Also, ask your insurance company about exactly what is covered for your labor and delivery, as well as for your baby. Ask about how to add your baby to your health insurance plan once he/she is born. You may need to call your insurance company once you go into labor, before checking in at the hospital. Ask if this is the case, so you don’t end up with any financial surprises.

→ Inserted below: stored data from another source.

//! Inventory monitor handlers

use axum::{extract::State, Json};

use crate::error::ApiResult;
use crate::middleware::Caller;
use crate::models::ApiResponse;
use crate::monitor::{InventoryThresholds, SweepQuery, SweepReport};
use crate::state::AppState;

/// Run a read-only sweep over explicit ids, or one page of the active batches
pub async fn run_sweep(
    State(state): State<AppState>,
    _caller: Caller,
    query: Option<Json<SweepQuery>>,
) -> ApiResult<Json<ApiResponse<SweepReport>>> {
    let query = query.map(|Json(q)| q).unwrap_or_default();
    let report = match query.batch_ids {
        Some(ids) => state.monitor.sweep(&ids).await?,
        None => state.monitor.sweep_page(query.cursor).await?,
    };
    Ok(Json(ApiResponse::ok(report)))
}

pub async fn get_thresholds(
    State(state): State<AppState>,
) -> Json<ApiResponse<InventoryThresholds>> {
    Json(ApiResponse::ok(state.monitor.thresholds().await))
}

pub async fn update_thresholds(
    State(state): State<AppState>,
    caller: Caller,
    Json(thresholds): Json<InventoryThresholds>,
) -> ApiResult<Json<ApiResponse<InventoryThresholds>>> {
    let updated = state
        .monitor
        .update_thresholds(&caller.identity, thresholds)
        .await?;
    Ok(Json(ApiResponse::ok(updated)))
}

#17. Choose a Pediatrician

Before your baby is born, you will need to have a pediatrician in mind so that you can call to set up your baby’s first doctor’s appointment once he/she arrives. Do your research on pediatricians near you, and find one that will work with your insurance and also is currently accepting new patients. Just call their office to ask if there are any special protocols they have for accepting newborn patients.


#18. Deep Clean the House

While you’re in nesting mode, this one will probably come naturally to you. Clean your house room by room, from top to bottom. Make sure your bedding is clean, floors are mopped, carpets are vacuumed, and bathrooms are disinfected. It will be a comforting thought to come home to a clean house with your new baby.


#19. Install New Household Baby Gadgets

If there are any household baby gadgets you’ll need for when you baby is here, get them set up and installed now. In my case, since I’m planning on cloth diapering, I will need a diaper sprayer to rinse off poopy diapers in the toilet, as well as a clothesline for hanging diapers in direct sunlight outside. We’ve recently gotten both of these items ready to go.

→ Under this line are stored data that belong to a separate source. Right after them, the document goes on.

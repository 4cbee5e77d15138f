use std::collections::BTreeSet;

use ash::vk;
use tracing::warn;

use crate::{physical_device::PhysicalDevice, surface::SurfaceQueries};

/// Which queue families a device has to provide.
#[derive(Debug, Clone, Copy, PartialEq, Eq)]
pub enum QueueRequirements {
    /// Offscreen use: only a graphics family is tracked.
    Graphics,
    GraphicsAndPresent,
}

#[derive(Debug, Clone, Copy, Default, PartialEq, Eq)]
pub struct QueueFamilyIndices {
    pub graphics_family: Option<u32>,
    pub present_family: Option<u32>,
}

/// Graphics and present families of a device that passed selection.
#[derive(Debug, Clone, Copy, PartialEq, Eq)]
pub struct PresentQueues {
    pub graphics_family: u32,
    pub present_family: u32,
}

impl QueueFamilyIndices {
    /// Scans the device's queue families in reported order and keeps the
    /// first graphics-capable index and, with a surface, the first index
    /// that can present to it. Presentation is never tracked without a surface.
    pub fn resolve(
        physical_device: &PhysicalDevice,
        surface: Option<&dyn SurfaceQueries>,
    ) -> Self {
        let requirements = QueueRequirements::for_surface(surface.is_some());
        let mut indices = Self::default();

        for queue_family in &physical_device.queue_families {
            if indices.graphics_family.is_none()
                && queue_family
                    .properties
                    .queue_flags
                    .contains(vk::QueueFlags::GRAPHICS)
            {
                indices.graphics_family = Some(queue_family.index);
            }

            if let Some(surface) = surface {
                if indices.present_family.is_none()
                    && supports_present(surface, physical_device, queue_family.index)
                {
                    indices.present_family = Some(queue_family.index);
                }
            }

            if indices.is_complete(requirements) {
                break;
            }
        }

        indices
    }

    pub fn is_complete(&self, requirements: QueueRequirements) -> bool {
        match requirements {
            QueueRequirements::Graphics => self.graphics_family.is_some(),
            QueueRequirements::GraphicsAndPresent => {
                self.graphics_family.is_some() && self.present_family.is_some()
            }
        }
    }

    pub fn present_queues(&self) -> Option<PresentQueues> {
        Some(PresentQueues {
            graphics_family: self.graphics_family?,
            present_family: self.present_family?,
        })
    }

    /// Distinct resolved families in ascending order, one queue each.
    pub fn unique_families(&self) -> Vec<u32> {
        [self.graphics_family, self.present_family]
            .into_iter()
            .flatten()
            .collect::<BTreeSet<u32>>()
            .into_iter()
            .collect()
    }
}

impl QueueRequirements {
    pub fn for_surface(has_surface: bool) -> Self {
        if has_surface {
            Self::GraphicsAndPresent
        } else {
            Self::Graphics
        }
    }
}

fn supports_present(
    surface: &dyn SurfaceQueries,
    physical_device: &PhysicalDevice,
    queue_family_index: u32,
) -> bool {
    surface
        .supports_present(physical_device.handle, queue_family_index)
        .unwrap_or_else(|err| {
            warn!(
                "presentation support query failed for {} queue family {}: {}",
                physical_device.name, queue_family_index, err
            );
            false
        })
}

If you have stairs in your home, you may want to get a baby gate installed. You baby won’t be climbing all around at the very start, but crawling will start before you know it! Also, think about other ways you may need to baby proof your home with outlet inserts and drawer locks. Go ahead and install these items so you can get used to them even before your baby needs them.

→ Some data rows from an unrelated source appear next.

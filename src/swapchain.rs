use std::sync::Arc;

use ash::{extensions::khr, vk};
use tracing::{debug, info};

use crate::{
    device::Device,
    error::{Error, Result},
    queue_family::PresentQueues,
    surface::{Surface, SurfaceSupport},
};

pub const PREFERRED_SURFACE_FORMAT: vk::SurfaceFormatKHR = vk::SurfaceFormatKHR {
    format: vk::Format::B8G8R8A8_SRGB,
    color_space: vk::ColorSpaceKHR::SRGB_NONLINEAR,
};

/// `current_extent` width reported when the window decides the surface size.
pub const UNDEFINED_EXTENT: u32 = u32::MAX;

#[derive(Debug, Clone, Copy, PartialEq, Eq)]
pub enum ImageSharing {
    Exclusive,
    /// Graphics family first, then present family.
    Concurrent([u32; 2]),
}

impl ImageSharing {
    pub fn for_queues(queues: PresentQueues) -> Self {
        if queues.graphics_family == queues.present_family {
            Self::Exclusive
        } else {
            Self::Concurrent([queues.graphics_family, queues.present_family])
        }
    }

    pub fn mode(&self) -> vk::SharingMode {
        match self {
            Self::Exclusive => vk::SharingMode::EXCLUSIVE,
            Self::Concurrent(_) => vk::SharingMode::CONCURRENT,
        }
    }

    pub fn queue_family_indices(&self) -> &[u32] {
        match self {
            Self::Exclusive => &[],
            Self::Concurrent(indices) => indices,
        }
    }
}

/// Presentation chain settings, valid for the surface they were derived from.
#[derive(Debug, Clone, Copy)]
pub struct SwapchainConfig {
    pub surface_format: vk::SurfaceFormatKHR,
    pub present_mode: vk::PresentModeKHR,
    pub extent: vk::Extent2D,
    pub image_count: u32,
    pub pre_transform: vk::SurfaceTransformFlagsKHR,
    pub sharing: ImageSharing,
}

impl SwapchainConfig {
    /// `framebuffer` is used only when the surface leaves the size to the window.
    ///
    /// `support` must come from a device that passed selection, so its
    /// format list is non-empty.
    pub fn new(support: &SurfaceSupport, queues: PresentQueues, framebuffer: vk::Extent2D) -> Self {
        let capabilities = &support.capabilities;
        Self {
            surface_format: choose_surface_format(&support.formats),
            present_mode: choose_present_mode(&support.present_modes),
            extent: choose_extent(capabilities, framebuffer),
            image_count: choose_image_count(capabilities),
            pre_transform: capabilities.current_transform,
            sharing: ImageSharing::for_queues(queues),
        }
    }
}

pub fn choose_surface_format(formats: &[vk::SurfaceFormatKHR]) -> vk::SurfaceFormatKHR {
    formats
        .iter()
        .copied()
        .find(|surface_format| is_same_format(surface_format, &PREFERRED_SURFACE_FORMAT))
        .or_else(|| formats.first().copied())
        .unwrap_or(PREFERRED_SURFACE_FORMAT)
}

pub fn is_same_format(a: &vk::SurfaceFormatKHR, b: &vk::SurfaceFormatKHR) -> bool {
    a.format == b.format && a.color_space == b.color_space
}

/// FIFO is available everywhere, so it is the fallback even when unlisted.
pub fn choose_present_mode(present_modes: &[vk::PresentModeKHR]) -> vk::PresentModeKHR {
    present_modes
        .iter()
        .copied()
        .find(|present_mode| *present_mode == vk::PresentModeKHR::MAILBOX)
        .unwrap_or(vk::PresentModeKHR::FIFO)
}

pub fn choose_extent(
    capabilities: &vk::SurfaceCapabilitiesKHR,
    framebuffer: vk::Extent2D,
) -> vk::Extent2D {
    if capabilities.current_extent.width != UNDEFINED_EXTENT {
        return capabilities.current_extent;
    }
    let (min, max) = (capabilities.min_image_extent, capabilities.max_image_extent);
    // Drivers may report min > max; the maximum wins then.
    vk::Extent2D {
        width: framebuffer.width.max(min.width).min(max.width),
        height: framebuffer.height.max(min.height).min(max.height),
    }
}

/// One image more than the minimum; a maximum of 0 means unbounded.
pub fn choose_image_count(capabilities: &vk::SurfaceCapabilitiesKHR) -> u32 {
    let image_count = capabilities.min_image_count + 1;
    if capabilities.max_image_count > 0 {
        image_count.min(capabilities.max_image_count)
    } else {
        image_count
    }
}

pub struct Swapchain {
    pub handle: vk::SwapchainKHR,
    pub functions: khr::Swapchain,
    pub config: SwapchainConfig,
    pub images: Vec<vk::Image>,
}

impl Swapchain {
    pub fn new(device: &Arc<Device>, surface: &Surface, config: SwapchainConfig) -> Result<Self> {
        let functions = khr::Swapchain::new(&device.instance.handle, &device.handle);

        info!(
            "creating swapchain: {}x{}, {:?} / {:?}, {:?}, {} images, {:?}",
            config.extent.width,
            config.extent.height,
            config.surface_format.format,
            config.surface_format.color_space,
            config.present_mode,
            config.image_count,
            config.sharing,
        );

        let handle = unsafe {
            functions
                .create_swapchain(
                    &vk::SwapchainCreateInfoKHR::builder()
                        .surface(surface.handle)
                        .min_image_count(config.image_count)
                        .image_format(config.surface_format.format)
                        .image_color_space(config.surface_format.color_space)
                        .image_extent(config.extent)
                        .image_array_layers(1)
                        .image_usage(vk::ImageUsageFlags::COLOR_ATTACHMENT)
                        .image_sharing_mode(config.sharing.mode())
                        .queue_family_indices(config.sharing.queue_family_indices())
                        .pre_transform(config.pre_transform)
                        .composite_alpha(vk::CompositeAlphaFlagsKHR::OPAQUE)
                        .present_mode(config.present_mode)
                        .clipped(true)
                        .old_swapchain(vk::SwapchainKHR::null()),
                    None,
                )
                .map_err(Error::SwapchainCreation)?
        };

        let images = unsafe { functions.get_swapchain_images(handle)? };
        debug!("swapchain holds {} images", images.len());

        Ok(Self {
            handle,
            functions,
            config,
            images,
        })
    }

    /// # Safety
    /// The images must no longer be in use by the device.
    pub unsafe fn destroy(&self) {
        self.functions.destroy_swapchain(self.handle, None);
    }
}

#[cfg(test)]
mod tests {
    use super::*;
    use crate::testing::capabilities;

    fn format(format: vk::Format, color_space: vk::ColorSpaceKHR) -> vk::SurfaceFormatKHR {
        vk::SurfaceFormatKHR {
            format,
            color_space,
        }
    }

    fn assert_format(actual: vk::SurfaceFormatKHR, expected: vk::SurfaceFormatKHR) {
        assert!(
            is_same_format(&actual, &expected),
            "expected {expected:?}, got {actual:?}"
        );
    }

    fn extent(width: u32, height: u32) -> vk::Extent2D {
        vk::Extent2D { width, height }
    }

    fn window_sized() -> vk::SurfaceCapabilitiesKHR {
        vk::SurfaceCapabilitiesKHR {
            current_extent: extent(UNDEFINED_EXTENT, UNDEFINED_EXTENT),
            min_image_extent: extent(1, 1),
            max_image_extent: extent(4096, 4096),
            ..capabilities()
        }
    }

    #[test]
    fn preferred_format_found_anywhere_in_list() {
        let formats = [
            format(vk::Format::R8G8B8A8_UNORM, vk::ColorSpaceKHR::SRGB_NONLINEAR),
            format(vk::Format::B8G8R8A8_UNORM, vk::ColorSpaceKHR::SRGB_NONLINEAR),
            PREFERRED_SURFACE_FORMAT,
        ];
        assert_format(choose_surface_format(&formats), PREFERRED_SURFACE_FORMAT);
    }

    #[test]
    fn preferred_format_needs_matching_color_space() {
        let formats = [
            format(vk::Format::R16G16B16A16_SFLOAT, vk::ColorSpaceKHR::EXTENDED_SRGB_LINEAR_EXT),
            format(vk::Format::B8G8R8A8_SRGB, vk::ColorSpaceKHR::DISPLAY_P3_NONLINEAR_EXT),
        ];
        assert_format(choose_surface_format(&formats), formats[0]);
    }

    #[test]
    fn first_format_used_without_preferred_pair() {
        let linear = format(vk::Format::R8G8B8A8_UNORM, vk::ColorSpaceKHR::PASS_THROUGH_EXT);
        assert_format(choose_surface_format(&[linear]), linear);
    }

    #[test]
    fn mailbox_preferred() {
        let modes = [
            vk::PresentModeKHR::IMMEDIATE,
            vk::PresentModeKHR::FIFO,
            vk::PresentModeKHR::MAILBOX,
        ];
        assert_eq!(choose_present_mode(&modes), vk::PresentModeKHR::MAILBOX);
    }

    #[test]
    fn fifo_fallback_even_when_unlisted() {
        assert_eq!(
            choose_present_mode(&[vk::PresentModeKHR::IMMEDIATE]),
            vk::PresentModeKHR::FIFO
        );
        assert_eq!(
            choose_present_mode(&[
                vk::PresentModeKHR::FIFO_RELAXED,
                vk::PresentModeKHR::FIFO
            ]),
            vk::PresentModeKHR::FIFO
        );
    }

    #[test]
    fn fixed_current_extent_is_authoritative() {
        let capabilities = vk::SurfaceCapabilitiesKHR {
            current_extent: extent(800, 600),
            ..capabilities()
        };
        assert_eq!(
            choose_extent(&capabilities, extent(1280, 720)),
            extent(800, 600)
        );
    }

    #[test]
    fn framebuffer_size_used_when_extent_undefined() {
        assert_eq!(
            choose_extent(&window_sized(), extent(1280, 720)),
            extent(1280, 720)
        );
    }

    #[test]
    fn framebuffer_size_clamped_per_axis() {
        assert_eq!(
            choose_extent(&window_sized(), extent(8000, 10)),
            extent(4096, 10)
        );
        assert_eq!(choose_extent(&window_sized(), extent(0, 0)), extent(1, 1));
    }

    #[test]
    fn inverted_extent_bounds_resolve_to_maximum() {
        let inverted = vk::SurfaceCapabilitiesKHR {
            min_image_extent: extent(1, 1),
            max_image_extent: extent(0, 0),
            ..window_sized()
        };
        assert_eq!(choose_extent(&inverted, extent(1280, 720)), extent(0, 0));

        let one_axis = vk::SurfaceCapabilitiesKHR {
            min_image_extent: extent(2000, 1),
            max_image_extent: extent(1000, 4096),
            ..window_sized()
        };
        assert_eq!(choose_extent(&one_axis, extent(1280, 720)), extent(1000, 720));
    }

    #[test]
    fn image_count_is_minimum_plus_one() {
        let bounded = vk::SurfaceCapabilitiesKHR {
            min_image_count: 2,
            max_image_count: 3,
            ..capabilities()
        };
        assert_eq!(choose_image_count(&bounded), 3);

        let unbounded = vk::SurfaceCapabilitiesKHR {
            min_image_count: 2,
            max_image_count: 0,
            ..capabilities()
        };
        assert_eq!(choose_image_count(&unbounded), 3);
    }

    #[test]
    fn image_count_clamped_to_maximum() {
        let tight = vk::SurfaceCapabilitiesKHR {
            min_image_count: 3,
            max_image_count: 3,
            ..capabilities()
        };
        assert_eq!(choose_image_count(&tight), 3);
    }

    #[test]
    fn shared_family_is_exclusive() {
        let sharing = ImageSharing::for_queues(PresentQueues {
            graphics_family: 0,
            present_family: 0,
        });
        assert_eq!(sharing, ImageSharing::Exclusive);
        assert_eq!(sharing.mode(), vk::SharingMode::EXCLUSIVE);
        assert!(sharing.queue_family_indices().is_empty());
    }

    #[test]
    fn split_families_are_concurrent() {
        let sharing = ImageSharing::for_queues(PresentQueues {
            graphics_family: 0,
            present_family: 1,
        });
        assert_eq!(sharing, ImageSharing::Concurrent([0, 1]));
        assert_eq!(sharing.mode(), vk::SharingMode::CONCURRENT);
        assert_eq!(sharing.queue_family_indices(), &[0, 1]);
    }

    #[test]
    fn config_combines_choices() {
        let support = SurfaceSupport {
            capabilities: window_sized(),
            formats: vec![
                format(vk::Format::R8G8B8A8_UNORM, vk::ColorSpaceKHR::SRGB_NONLINEAR),
                PREFERRED_SURFACE_FORMAT,
            ],
            present_modes: vec![vk::PresentModeKHR::FIFO],
        };
        let queues = PresentQueues {
            graphics_family: 2,
            present_family: 0,
        };

        let config = SwapchainConfig::new(&support, queues, extent(960, 540));
        assert_format(config.surface_format, PREFERRED_SURFACE_FORMAT);
        assert_eq!(config.present_mode, vk::PresentModeKHR::FIFO);
        assert_eq!(config.extent, extent(960, 540));
        assert_eq!(config.image_count, 3);
        assert_eq!(config.pre_transform, vk::SurfaceTransformFlagsKHR::IDENTITY);
        assert_eq!(config.sharing, ImageSharing::Concurrent([2, 0]));
    }
}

#20. Set Up Baby Zones in Several Main Living Areas

Chances are that you won’t be hanging out all day long in your baby’s nursery. So get some baby zones prepped in the main living areas of your home where you’ll spend most of your day. Think about having a bouncer, bassinet, cradle, or swing in areas of your home such as your kitchen, living room, and office. You can also have some baskets of feeding essentials, burp clothes, and blankets ready to go in these daytime areas.


#21. Prep Your Kitchen For Baby

Prepare your kitchen for your baby by washing the bottles you have and clearing off a shelf or cupboard to store baby feeding items. As far as bottles go, it’s a good idea to get one of several different kinds so that you can find out which ones work best for your baby before purchasing an entire bottle system.


#22. Get Gifts For Your Midwife/Labor Nurses/OB-GYN

If you want to show those who help deliver your baby some love, get some little gifts to bring with you to the hospital to give to them. I love this cute spa gift basket from Amazon!


#23. Plan For Child Care & Your Work Situation

Once you have your baby, will you be returning to work? If so, now is the time to plan for child care once your little one is here. Consider options such as day care, getting a nanny, or asking a grandparent to babysit. Talk with your boss about what your work schedule will look like when you return from maternity leave, especially if any adjustments need to be made to your current schedule. Discuss the whens and wheres of pumping if you’re planning to do so.


On the other hand, you may want to consider the option of becoming a stay at home mom to care for your baby. Once you weigh the costs of childcare with your current income, you may find that it makes more sense for you to stay home with the baby. Or, maybe you’ve just always had that desire in your heart to stay at home with your baby. If you and your spouse can make it work, then why not? (Check out this blog post of reasons why being a stay at home mom might NOT be for you: https://www.faith-hope-motherhood.com/post/5-reasons-that-are-not-reasons-why-i-m-choosing-to-be-a-stay-at-home-mom)


#24. Plan Financially

Whether you’re planning on going back to work or staying at home with your baby, your budget will need some adjusting. Babies cost a lot of money, especially if you’re not diligent with your financial planning and purchasing. Talk with your spouse about how to adjust your budget to best accommodate your baby and new lifestyle.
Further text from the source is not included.